Wednesday, October 31, 2018
President Trump is sending troops to the US – Mexico border. The announcement attempts to resuscitate republican candidates, and stir up his base to vote. Trump once again is focusing on immigration and immigrants as the source of all troubles for the alienated (or alienating) voter.
Part of his plan is to send 5200 troops to the Mexican border. By current estimates that is two plus soldiers for each member of the immigrant “caravan”. And what are the troops to do? Simply stand in a line so that refugees cannot pass? Not assist as children become dehydrated? Watch the travelers starve? Are trained soldiers expected to use violence if any of the migrants attempt to breach the border? What is our action plan if that should happen?
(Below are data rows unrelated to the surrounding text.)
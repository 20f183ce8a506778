//! Burn backend selection
//!
//! Training runs on the CPU `ndarray` backend wrapped in `Autodiff`;
//! inference and persistence use the plain backend.
//!
//! The backend RNG behind weight init and dropout is process-wide, so a
//! seeded run only reproduces while it holds [`rng_guard`].

use burn::backend::{Autodiff, NdArray};
use burn::tensor::backend::Backend;
use std::sync::{Mutex, MutexGuard, PoisonError};

static RNG_LOCK: Mutex<()> = Mutex::new(());

/// Backend for inference and saved artifacts
pub type InferenceBackend = NdArray;

/// Autodiff backend used while fitting
pub type TrainingBackend = Autodiff<InferenceBackend>;

pub fn default_device() -> <InferenceBackend as Backend>::Device {
    Default::default()
}

/// Exclusive use of the backend RNG until the guard drops
pub fn rng_guard() -> MutexGuard<'static, ()> {
    // A panicked holder leaves no state behind worth rejecting
    RNG_LOCK.lock().unwrap_or_else(PoisonError::into_inner)
}

/// Seed the backend RNG used for weight initialization and dropout masks
pub fn seed(seed: u64) {
    <TrainingBackend as Backend>::seed(seed);
}

pub fn backend_name() -> &'static str {
    "ndarray (CPU)"
}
If we had a President looking for solutions, not drama, why not send the troops to Honduras where they could restore safe living conditions and people would not need to leave their home country. But it is the drama our President seeks.
Then the President announced that he will eliminate birthright citizenship by executive order. Experts cite a long line of constitutional cases that prohibit such an action. But as we have learned, we can no longer rely upon traditional avenues to protect us from radicalism.